Work to complete
Each line of the data below that carries the word "resolution" needs to be copied.

#### Exercise data ####

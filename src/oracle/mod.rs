// Oracle module - THE QUESTION BOOK
// Bonded proposals, disputes within a window, and finalization

mod config;
mod optimistic;
mod resolution;

pub use config::OracleConfig;
pub use optimistic::{DisputeCourt, Oracle, OracleError};
pub use resolution::{Outcome, Resolution, ResolutionState};
// Call context - the authenticated envelope of one operation

use crate::event::Event;
use crate::identity::AccountId;
use crate::types::Timestamp;

/// Caller identity, supplied time and event sink for a single operation.
///
/// Components never read a clock and never emit events on their own; both
/// flow through the `Call` they were invoked with. A component calling into
/// another one re-enters it with [`Call::as_caller`], which keeps the same
/// `now` and the same event sink so the whole operation stays one unit.
pub struct Call<'a> {
    caller: AccountId,
    now: Timestamp,
    events: &'a mut Vec<Event>,
}

impl<'a> Call<'a> {
    pub fn new(caller: AccountId, now: Timestamp, events: &'a mut Vec<Event>) -> Self {
        Self { caller, now, events }
    }

    /// The identity this operation was authenticated as
    pub fn caller(&self) -> AccountId {
        self.caller
    }

    /// The time supplied with this operation
    pub fn now(&self) -> Timestamp {
        self.now
    }

    /// Queue a domain event
    pub fn emit(&mut self, event: Event) {
        tracing::trace!(event = event.name(), "event emitted");
        self.events.push(event);
    }

    /// Continue the same operation on behalf of another identity
    pub fn as_caller(&mut self, caller: AccountId) -> Call<'_> {
        Call {
            caller,
            now: self.now,
            events: &mut *self.events,
        }
    }
}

####

Response to this task
mod resolution;
pub use resolution::{Outcome, Resolution, ResolutionState};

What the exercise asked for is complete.